- Intro
- TL;DR
- Observability
- Breaking Stuff
- Fixing Stuff (Quickly)
- Operational Acceptance Testing Is Too Late
- Other Ways To Improve Supportability
- Wrap Up
Operations are now becoming a key part of the life of a development team. Development teams are often tasked with supporting code that they deploy to production. This is even more common when those applications are non-critical to the organisation.
Applications are often deployed to production without testing that the application can be supported. But that support will eventually need to come from today's dev team or one in the future.
I am going to describe what I think are the key activities for a team to perform to help them prove that their application is Supportable.

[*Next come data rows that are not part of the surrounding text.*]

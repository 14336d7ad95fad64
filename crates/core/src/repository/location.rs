use std::collections::HashMap;
use std::fmt;
use std::hash::{Hash, Hasher};

use tracing::debug;
use zeroize::Zeroizing;

use super::credentials::{AuthInfo, CREDENTIAL_REALM};
use super::platform::{ProbeStatus, ServerPlatform};
use super::prompt::UserInfo;
use super::services::LocationServices;
use crate::error::{CredentialField, CvsError};
use crate::location::{LocationAddress, Port, parse_location};

/// Program name servers prefix their messages with unless told otherwise.
pub const DEFAULT_REMOTE_CVS_PROGRAM: &str = "cvs";

/// Credentials that may change after construction.
///
/// Only the parts the address leaves open are ever stored here; fixed parts
/// are read from the address itself.
#[derive(Clone, Default)]
struct CredentialCell {
    username: Option<String>,
    password: Option<Zeroizing<String>>,
}

/// A repository address together with the runtime state needed to connect to
/// it.
///
/// Two locations are equal when their canonical forms are, so locations that
/// differ only in password compare and hash alike.
pub struct RepositoryLocation {
    address: LocationAddress,
    key: String,
    credentials: CredentialCell,
    server_platform: ServerPlatform,
    remote_program: String,
    services: LocationServices,
}

impl RepositoryLocation {
    /// Wraps `address`.
    ///
    /// A password that the address does not fix is kept as a mutable,
    /// in-memory credential.
    pub fn new(address: LocationAddress, services: LocationServices) -> Self {
        let mut credentials = CredentialCell::default();
        let address = if address.is_password_fixed() {
            address
        } else {
            credentials.password = address.password().map(|password| Zeroizing::new(password.to_owned()));
            address.without_password()
        };
        let key = address.to_text();
        Self {
            address,
            key,
            credentials,
            server_platform: ServerPlatform::Undetermined,
            remote_program: DEFAULT_REMOTE_CVS_PROGRAM.to_owned(),
            services,
        }
    }

    /// Parses `text` with the methods registered in `services`.
    pub fn from_text(text: &str, services: LocationServices) -> Result<Self, CvsError> {
        let address = parse_location(text, services.methods())?;
        Ok(Self::new(address, services))
    }

    /// Builds a location from discrete configuration fields.
    pub fn from_properties(
        properties: &HashMap<String, String>,
        services: LocationServices,
    ) -> Result<Self, CvsError> {
        let address = LocationAddress::from_properties(properties, services.methods())?;
        Ok(Self::new(address, services))
    }

    /// The parsed address. Its password is present only when fixed.
    #[must_use]
    pub const fn address(&self) -> &LocationAddress {
        &self.address
    }

    /// Collaborators used by this location.
    #[must_use]
    pub const fn services(&self) -> &LocationServices {
        &self.services
    }

    /// Connection method name.
    #[must_use]
    pub fn method(&self) -> &str {
        self.address.method()
    }

    /// Server host.
    #[must_use]
    pub fn host(&self) -> &str {
        self.address.host()
    }

    /// Server port.
    #[must_use]
    pub const fn port(&self) -> Port {
        self.address.port()
    }

    /// Repository path on the server.
    #[must_use]
    pub fn root(&self) -> &str {
        self.address.root()
    }

    /// Canonical form, also the credential store key.
    #[must_use]
    pub fn location(&self) -> &str {
        &self.key
    }

    /// Reports whether the username may change.
    #[must_use]
    pub const fn is_username_mutable(&self) -> bool {
        !self.address.is_user_fixed()
    }

    /// Reports whether the password is fixed by the address.
    #[must_use]
    pub const fn is_password_fixed(&self) -> bool {
        self.address.is_password_fixed()
    }

    /// Username known without consulting the credential store.
    #[must_use]
    pub fn known_username(&self) -> Option<&str> {
        self.address.user().or(self.credentials.username.as_deref())
    }

    pub(crate) fn known_password(&self) -> Option<&str> {
        if self.address.is_password_fixed() {
            self.address.password()
        } else {
            self.credentials.password.as_ref().map(|password| password.as_str())
        }
    }

    /// Username to connect as, empty when none is known.
    ///
    /// A mutable username that is not yet known is looked up in the
    /// credential store; store failures are treated as a miss.
    pub fn username(&mut self) -> String {
        if self.known_username().is_none()
            && self.is_username_mutable()
            && let Err(error) = self.retrieve_password()
        {
            debug!(target: "cvs::auth", location = %self.key, %error, "credential lookup failed");
        }
        self.known_username().unwrap_or_default().to_owned()
    }

    /// Changes the username.
    ///
    /// # Errors
    ///
    /// [`CvsError::FixedCredential`] when the address fixes the username.
    pub fn set_username(&mut self, username: impl Into<String>) -> Result<(), CvsError> {
        if !self.is_username_mutable() {
            return Err(CvsError::FixedCredential {
                field: CredentialField::Username,
            });
        }
        self.credentials.username = Some(username.into());
        Ok(())
    }

    /// Changes the in-memory password. It is cleared again once
    /// [`update_cache`](Self::update_cache) has stored it.
    ///
    /// # Errors
    ///
    /// [`CvsError::FixedCredential`] when the address fixes the password.
    pub fn set_password(&mut self, password: impl Into<String>) -> Result<(), CvsError> {
        if self.is_password_fixed() {
            return Err(CvsError::FixedCredential {
                field: CredentialField::Password,
            });
        }
        self.credentials.password = Some(Zeroizing::new(password.into()));
        Ok(())
    }

    /// Snapshot of the credentials for a prompter.
    ///
    /// `make_username_mutable` marks the username editable in the snapshot even
    /// when the location fixes it; [`set_user_info`](Self::set_user_info)
    /// still refuses to change a fixed username.
    pub fn user_info(&mut self, make_username_mutable: bool) -> UserInfo {
        let username = self.username();
        UserInfo::new(
            username,
            self.known_password().map(str::to_owned),
            make_username_mutable || self.is_username_mutable(),
        )
    }

    /// Applies a snapshot returned by a prompter.
    ///
    /// # Errors
    ///
    /// [`CvsError::FixedCredential`] when the snapshot changes a fixed part.
    pub fn set_user_info(&mut self, info: &UserInfo) -> Result<(), CvsError> {
        if let Some(fixed) = self.address.user() {
            if fixed != info.username() {
                return Err(CvsError::FixedCredential {
                    field: CredentialField::Username,
                });
            }
        } else {
            self.credentials.username =
                (!info.username().is_empty()).then(|| info.username().to_owned());
        }

        if self.is_password_fixed() {
            if info.password() != self.address.password() {
                return Err(CvsError::FixedCredential {
                    field: CredentialField::Password,
                });
            }
        } else {
            self.credentials.password = info.password().map(|password| Zeroizing::new(password.to_owned()));
        }
        Ok(())
    }

    /// Pushes the in-memory credentials to the credential store and clears the
    /// in-memory password. Does nothing when the password is fixed.
    pub fn update_cache(&mut self) -> Result<(), CvsError> {
        if self.is_password_fixed() {
            return Ok(());
        }
        let info = AuthInfo::new(
            self.known_username().map(str::to_owned),
            self.known_password().map(str::to_owned),
        );
        self.services
            .credential_store()
            .put(&self.key, CREDENTIAL_REALM, &info)?;
        self.credentials.password = None;
        self.services.known_locations().ensure_known(&self.key);
        debug!(target: "cvs::auth", location = %self.key, "credentials cached");
        Ok(())
    }

    /// Removes this location's entry from the credential store.
    pub fn flush_user_info(&self) -> Result<(), CvsError> {
        self.services
            .credential_store()
            .forget(&self.key, CREDENTIAL_REALM)?;
        debug!(target: "cvs::auth", location = %self.key, "cached credentials forgotten");
        Ok(())
    }

    /// Forgets cached credentials. Call before discarding the location.
    pub fn dispose(&self) -> Result<(), CvsError> {
        self.flush_user_info()
    }

    /// Switches to another registered connection method. Returns `false`,
    /// leaving the location unchanged, for unknown names.
    pub fn set_method(&mut self, method: &str) -> bool {
        if !self.services.methods().contains(method) {
            return false;
        }
        self.address = self.address.with_method(method);
        self.key = self.address.to_text();
        true
    }

    /// Server kind recorded by the last version probe.
    #[must_use]
    pub const fn server_platform(&self) -> ServerPlatform {
        self.server_platform
    }

    /// Records the server kind reported by a version probe.
    pub fn set_server_platform(&mut self, status: &ProbeStatus) {
        self.server_platform = status.platform();
        debug!(
            target: "cvs::connection",
            location = %self.key,
            platform = %self.server_platform,
            "server platform recorded"
        );
    }

    /// Name of the `cvs` program on the server.
    #[must_use]
    pub fn remote_cvs_program_name(&self) -> &str {
        &self.remote_program
    }

    /// Overrides the name of the `cvs` program on the server.
    pub fn set_remote_cvs_program_name(&mut self, name: impl Into<String>) {
        self.remote_program = name.into();
    }

    /// Strips `"<program> <prefix>"` from a server error line.
    ///
    /// Returns `None` when the line does not start with the remote program
    /// name followed by `prefix`, as in `cvs server: ...` or
    /// `cvs [server aborted]: ...`.
    #[must_use]
    pub fn server_message_without_prefix<'a>(&self, line: &'a str, prefix: &str) -> Option<&'a str> {
        let message = line.strip_prefix(self.remote_program.as_str())?;
        let message = message.strip_prefix(' ')?.strip_prefix(prefix)?;
        Some(message.strip_prefix(' ').unwrap_or(message))
    }

    /// Reads the credential store entry, adopting its username when the
    /// username is mutable, and returns its password.
    pub(crate) fn retrieve_password(&mut self) -> Result<Option<Zeroizing<String>>, CvsError> {
        let Some(info) = self
            .services
            .credential_store()
            .get(&self.key, CREDENTIAL_REALM)?
        else {
            debug!(target: "cvs::auth", location = %self.key, "no cached credentials");
            return Ok(None);
        };
        debug!(target: "cvs::auth", location = %self.key, "cached credentials found");
        if let Some(username) = info.username()
            && self.is_username_mutable()
        {
            self.credentials.username = Some(username.to_owned());
        }
        Ok(info.password().map(|password| Zeroizing::new(password.to_owned())))
    }
}

impl PartialEq for RepositoryLocation {
    fn eq(&self, other: &Self) -> bool {
        self.key == other.key
    }
}

impl Eq for RepositoryLocation {}

impl Hash for RepositoryLocation {
    fn hash<H: Hasher>(&self, state: &mut H) {
        self.key.hash(state);
    }
}

impl fmt::Display for RepositoryLocation {
    fn fmt(&self, f: &mut fmt::Formatter<'_>) -> fmt::Result {
        f.write_str(&self.key)
    }
}

impl fmt::Debug for RepositoryLocation {
    fn fmt(&self, f: &mut fmt::Formatter<'_>) -> fmt::Result {
        f.debug_struct("RepositoryLocation")
            .field("location", &self.key)
            .field("username", &self.known_username())
            .field("server_platform", &self.server_platform)
            .finish_non_exhaustive()
    }
}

Throughout I refer to testers not as a profession but as the person performing a software verification activity. She or he may well be a Developer, a Security Consultant, a Technical Analyst or a Tester. All people involved in the production of code should in the business of quality assurance. We are all testers.

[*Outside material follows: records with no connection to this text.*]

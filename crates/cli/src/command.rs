use std::ffi::OsString;
use std::path::PathBuf;
use std::time::Duration;

use clap::{Arg, ArgAction, ArgMatches, Command, builder::OsStringValueParser, value_parser};

pub(crate) const PROGRAM_NAME: &str = "cvsconn";

/// Parsed command line.
#[derive(Clone, Debug, Eq, PartialEq)]
pub(crate) struct ParsedArgs {
    pub(crate) verbose: bool,
    pub(crate) store: Option<PathBuf>,
    pub(crate) timeout: Option<Duration>,
    pub(crate) action: Action,
    pub(crate) location: String,
}

/// Subcommand to run.
#[derive(Clone, Copy, Debug, Eq, PartialEq)]
pub(crate) enum Action {
    Validate,
    Parse,
    Login,
    Logout,
}

fn location_arg() -> Arg {
    Arg::new("location")
        .value_name("LOCATION")
        .help("Repository location, :method:[user[:password]@]host[#port]:/path")
        .required(true)
        .allow_hyphen_values(true)
}

/// Builds the `clap` command used for parsing.
pub(crate) fn clap_command() -> Command {
    Command::new(PROGRAM_NAME)
        .version(env!("CARGO_PKG_VERSION"))
        .about("Check CVS repository locations and manage their cached credentials")
        .subcommand_required(true)
        .arg_required_else_help(true)
        .arg(
            Arg::new("verbose")
                .long("verbose")
                .short('v')
                .help("Log connection and authentication details to stderr.")
                .action(ArgAction::SetTrue)
                .global(true),
        )
        .arg(
            Arg::new("store")
                .long("store")
                .value_name("PATH")
                .help("Credential file (default: $HOME/.cvsconn/credentials.json).")
                .value_parser(OsStringValueParser::new())
                .global(true),
        )
        .arg(
            Arg::new("timeout")
                .long("timeout")
                .value_name("SECS")
                .help("Give up on unresponsive servers after SECS seconds.")
                .value_parser(value_parser!(u64).range(1..))
                .global(true),
        )
        .subcommand(
            Command::new("validate")
                .about("Check a location and print 'ok' or what is wrong with it.")
                .arg(location_arg()),
        )
        .subcommand(
            Command::new("parse")
                .about("Print the fields of a location.")
                .arg(location_arg()),
        )
        .subcommand(
            Command::new("login")
                .about("Authenticate against the server and cache the credentials.")
                .arg(location_arg()),
        )
        .subcommand(
            Command::new("logout")
                .about("Forget the cached credentials of a location.")
                .arg(location_arg()),
        )
}

/// Parses `arguments`, the first of which is the program name.
pub(crate) fn parse_args<I, S>(arguments: I) -> Result<ParsedArgs, clap::Error>
where
    I: IntoIterator<Item = S>,
    S: Into<OsString> + Clone,
{
    let matches = clap_command().try_get_matches_from(arguments)?;
    let (name, sub) = matches
        .subcommand()
        .ok_or_else(|| clap_command().error(clap::error::ErrorKind::MissingSubcommand, "a subcommand is required"))?;
    let action = match name {
        "validate" => Action::Validate,
        "parse" => Action::Parse,
        "login" => Action::Login,
        _ => Action::Logout,
    };
    Ok(ParsedArgs {
        verbose: flag(&matches, sub, "verbose"),
        store: sub
            .get_one::<OsString>("store")
            .or_else(|| matches.get_one::<OsString>("store"))
            .map(PathBuf::from),
        timeout: sub
            .get_one::<u64>("timeout")
            .or_else(|| matches.get_one::<u64>("timeout"))
            .map(|secs| Duration::from_secs(*secs)),
        action,
        location: sub
            .get_one::<String>("location")
            .cloned()
            .unwrap_or_default(),
    })
}

fn flag(matches: &ArgMatches, sub: &ArgMatches, name: &str) -> bool {
    sub.get_flag(name) || matches.get_flag(name)
}
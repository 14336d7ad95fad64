//! Connection methods.
//!
//! A [`ConnectionMethod`] turns a [`ConnectRequest`] into an unopened
//! [`cvs_io::ServerConnection`]. Two methods are built in:
//!
//! - `pserver` ([`PServerMethod`]) dials the server over TCP, optionally
//!   through an HTTP or SOCKS5 proxy, and authenticates with the scrambled
//!   password handshake;
//! - `ext` ([`ExtMethod`]) spawns a remote shell that starts `cvs server` on
//!   the remote host.
//!
//! Further methods can be added to a [`MethodRegistry`] at start-up.

mod ext;
mod options;
mod proxy;
mod pserver;
mod registry;
mod socket;

use cvs_io::ServerConnection;

use crate::error::CvsError;
use crate::location::LocationAddress;

pub use ext::{
    CVS_RSH_ENV, CVS_RSH_PARAMETERS_ENV, CVS_SERVER_ENV, ExtConnection, ExtMethod, ExtSettings,
    INVOKE_SERVER_COMMAND,
};
pub use options::{ConnectOptions, ConnectOptionsBuilder, Monitor};
pub use proxy::{CVS_PROXY_ENV, ProxyConfig, ProxyKind, parse_proxy_spec};
pub use pserver::{PServerConnection, PServerMethod};
pub use registry::MethodRegistry;
pub use socket::HostPort;

/// Name of the pserver method.
pub const PSERVER_METHOD: &str = "pserver";
/// Name of the ext method.
pub const EXT_METHOD: &str = "ext";

/// Server connection produced by a [`ConnectionMethod`].
pub type BoxedServerConnection = Box<dyn ServerConnection<Error = CvsError> + Send>;

/// Line-framed connection over any registered transport.
pub type Connection = cvs_io::Connection<BoxedServerConnection>;

/// Everything a method needs to reach a server.
#[derive(Clone, Copy)]
pub struct ConnectRequest<'a> {
    /// Where to connect.
    pub address: &'a LocationAddress,
    /// Account to authenticate as.
    pub username: &'a str,
    /// Password for the account; empty when none is known.
    pub password: &'a str,
    /// Timeouts, proxy and remote-shell settings.
    pub options: &'a ConnectOptions,
    /// Cancellation and timeout for this attempt.
    pub monitor: &'a Monitor,
}

/// A named way of reaching a CVS server.
pub trait ConnectionMethod: Send + Sync {
    /// Name used in the `:method:` segment of a location.
    fn name(&self) -> &str;

    /// Prepares a connection for `request`. Nothing is opened yet.
    fn create_connection(
        &self,
        request: &ConnectRequest<'_>,
    ) -> Result<BoxedServerConnection, CvsError>;
}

Applications must be tested to prove that they can be supported. To prove that, testers should be trying to break their applications.
The tester should be able to tell what broke and why from observing the application. If not, changes should be made to improve the non-functional characteristics of the system.

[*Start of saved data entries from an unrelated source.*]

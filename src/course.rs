//! Course recommendation: interest → learning path → course at the tier's level.
//!
//! Recommendation is advisory, so both lookups degrade to fixed defaults instead of
//! failing the request.

use tracing::{info, instrument, warn};

use crate::domain::{Course, ProficiencyTier};
use crate::sources::Catalog;

/// Path used when the interest has no learning path in the catalog.
pub const DEFAULT_LEARNING_PATH_ID: i64 = 1;
/// Shown when no concrete course exists for the path and level.
pub const GENERIC_COURSE_NAME: &str = "Kursus Umum";

pub fn generic_course() -> Course {
  Course { id: None, name: GENERIC_COURSE_NAME.to_string() }
}

#[instrument(level = "info", skip(catalog), fields(%interest, tier = tier.label()))]
pub async fn resolve_course(catalog: &dyn Catalog, interest: &str, tier: ProficiencyTier) -> Course {
  let path_id = match catalog.learning_path_id(interest).await {
    Ok(Some(id)) => id,
    Ok(None) => {
      info!(target: "recommend", %interest, "No learning path for interest; using default path");
      DEFAULT_LEARNING_PATH_ID
    }
    Err(e) => {
      warn!(target: "recommend", %interest, error = %e, "Learning path lookup failed; using default path");
      DEFAULT_LEARNING_PATH_ID
    }
  };

  let level = tier.level_ordinal();
  match catalog.course_at_level(path_id, level).await {
    Ok(Some(course)) => {
      info!(target: "recommend", path_id, level, course = %course.name, "Course resolved");
      course
    }
    Ok(None) => {
      info!(target: "recommend", path_id, level, "No course at level; using generic course");
      generic_course()
    }
    Err(e) => {
      warn!(target: "recommend", path_id, level, error = %e, "Course lookup failed; using generic course");
      generic_course()
    }
  }
}
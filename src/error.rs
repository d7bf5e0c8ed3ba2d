//! Error types for the data-service boundary and the engine's public operations.

use axum::{
    extract::rejection::{JsonRejection, QueryRejection},
    http::StatusCode,
    response::{IntoResponse, Response},
    Json,
};
use serde::Serialize;
use thiserror::Error;
use tracing::warn;

/// Errors raised by a data-service client (question bank, catalog, progress).
#[derive(Debug, Error)]
pub enum UpstreamError {
    /// HTTP transport error.
    #[error("HTTP error: {0}")]
    Http(reqwest::Error),

    /// The per-request timeout elapsed.
    #[error("request timed out")]
    Timeout,

    /// The service returned a non-success status code.
    #[error("API error ({status}): {message}")]
    Api { status: u16, message: String },

    /// The response body could not be decoded.
    #[error("parse error: {0}")]
    Parse(String),
}

impl From<reqwest::Error> for UpstreamError {
    fn from(e: reqwest::Error) -> Self {
        if e.is_timeout() {
            UpstreamError::Timeout
        } else if e.is_decode() {
            UpstreamError::Parse(e.to_string())
        } else {
            UpstreamError::Http(e)
        }
    }
}

/// Failures surfaced by `list_interests`, `get_quiz` and `submit_quiz`.
#[derive(Debug, Error)]
pub enum EngineError {
    /// Valid-looking request with no data behind it.
    #[error("not found: {0}")]
    NotFound(String),

    #[error("invalid input: {0}")]
    InvalidInput(String),

    /// A data service was unreachable or answered with a non-2xx status.
    #[error("upstream unavailable: {0}")]
    UpstreamUnavailable(String),

    /// A retrieval (or the whole quiz fan-out) exceeded its time bound.
    #[error("upstream timed out")]
    UpstreamTimeout,
}

impl From<UpstreamError> for EngineError {
    fn from(e: UpstreamError) -> Self {
        match e {
            UpstreamError::Timeout => EngineError::UpstreamTimeout,
            other => EngineError::UpstreamUnavailable(other.to_string()),
        }
    }
}

impl From<JsonRejection> for EngineError {
    fn from(rejection: JsonRejection) -> Self {
        EngineError::InvalidInput(format!("malformed request body: {}", rejection.body_text()))
    }
}

impl From<QueryRejection> for EngineError {
    fn from(rejection: QueryRejection) -> Self {
        EngineError::InvalidInput(format!("malformed query string: {}", rejection.body_text()))
    }
}

impl EngineError {
    pub fn status(&self) -> StatusCode {
        match self {
            EngineError::NotFound(_) => StatusCode::NOT_FOUND,
            EngineError::InvalidInput(_) => StatusCode::BAD_REQUEST,
            EngineError::UpstreamUnavailable(_) => StatusCode::SERVICE_UNAVAILABLE,
            EngineError::UpstreamTimeout => StatusCode::GATEWAY_TIMEOUT,
        }
    }

    pub fn code(&self) -> &'static str {
        match self {
            EngineError::NotFound(_) => "NOT_FOUND",
            EngineError::InvalidInput(_) => "INVALID_INPUT",
            EngineError::UpstreamUnavailable(_) => "UPSTREAM_UNAVAILABLE",
            EngineError::UpstreamTimeout => "UPSTREAM_TIMEOUT",
        }
    }

    /// Server-side failures the caller may retry; the rest are declined requests.
    pub fn is_retryable(&self) -> bool {
        matches!(self, EngineError::UpstreamUnavailable(_) | EngineError::UpstreamTimeout)
    }
}

#[derive(Debug, Serialize)]
pub struct ErrorResponse {
    pub error: String,
    pub code: String,
}

impl IntoResponse for EngineError {
    fn into_response(self) -> Response {
        let status = self.status();
        if self.is_retryable() {
            warn!(target: "learnbuddy", %status, error = %self, "Upstream failure surfaced to caller");
        }
        let body = ErrorResponse { error: self.to_string(), code: self.code().into() };
        (status, Json(body)).into_response()
    }
}

/// Failures of the narration collaborator. Never surfaced to callers.
#[derive(Debug, Error)]
pub enum NarrationError {
    #[error("narration disabled (no API key)")]
    Disabled,

    #[error("HTTP error: {0}")]
    Http(#[from] reqwest::Error),

    #[error("narration API error ({status}): {message}")]
    Api { status: u16, message: String },

    #[error("narration returned no text")]
    Empty,
}

/// Bearer-token verification failures.
#[derive(Debug, Error)]
pub enum AuthError {
    #[error("missing bearer token")]
    Missing,

    #[error("invalid or expired token: {0}")]
    Invalid(#[from] jsonwebtoken::errors::Error),

    #[error("token verification is not configured")]
    Disabled,
}

impl IntoResponse for AuthError {
    fn into_response(self) -> Response {
        let body = ErrorResponse { error: self.to_string(), code: "UNAUTHORIZED".into() };
        (StatusCode::UNAUTHORIZED, [("WWW-Authenticate", "Bearer")], Json(body)).into_response()
    }
}

/// Startup configuration problems.
#[derive(Debug, Error)]
pub enum ConfigError {
    #[error("missing required environment variable {0}")]
    MissingVar(&'static str),

    #[error("invalid value for {name}: {message}")]
    InvalidValue { name: &'static str, message: String },
}

#[cfg(test)]
mod tests {
    use super::*;

    #[test]
    fn status_mapping_follows_taxonomy() {
        assert_eq!(EngineError::NotFound("x".into()).status(), StatusCode::NOT_FOUND);
        assert_eq!(EngineError::InvalidInput("x".into()).status(), StatusCode::BAD_REQUEST);
        assert_eq!(EngineError::UpstreamUnavailable("x".into()).status(), StatusCode::SERVICE_UNAVAILABLE);
        assert_eq!(EngineError::UpstreamTimeout.status(), StatusCode::GATEWAY_TIMEOUT);
    }

    #[test]
    fn only_upstream_failures_are_retryable() {
        assert!(!EngineError::NotFound("x".into()).is_retryable());
        assert!(!EngineError::InvalidInput("x".into()).is_retryable());
        assert!(EngineError::UpstreamUnavailable("x".into()).is_retryable());
        assert!(EngineError::UpstreamTimeout.is_retryable());
    }

    #[test]
    fn upstream_timeout_maps_to_engine_timeout() {
        assert!(matches!(EngineError::from(UpstreamError::Timeout), EngineError::UpstreamTimeout));
        let api = UpstreamError::Api { status: 500, message: "boom".into() };
        assert!(matches!(EngineError::from(api), EngineError::UpstreamUnavailable(_)));
    }
}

One of the most important aspects of an application is the ability to know what is going on inside it at runtime.
In a cloud native world, observability is harder as logging into the server and inspecting the logs is often not possible. Servers are often ephemeral and so log data can be lost when the server is destroyed.
In both cloud and traditional on-premise environments, access to servers is restricted. Logs must be shipped to a log aggregator such as Splunk or the ELK Stack for indexing, visualisation, reporting and alerting.
Application Performance Monitoring (APM) systems like Dynatrace and New Relic are critical today. They allow you to visualise application behaviour, predict capacity breaches and raise problems to page on-call engineers. Cloud platform providers also provide tools for you to visualise your workload inside their platforms - CloudWatch on AWS and Azure Monitor. Some APMs can also trigger actions to resolve issues without manual intervention.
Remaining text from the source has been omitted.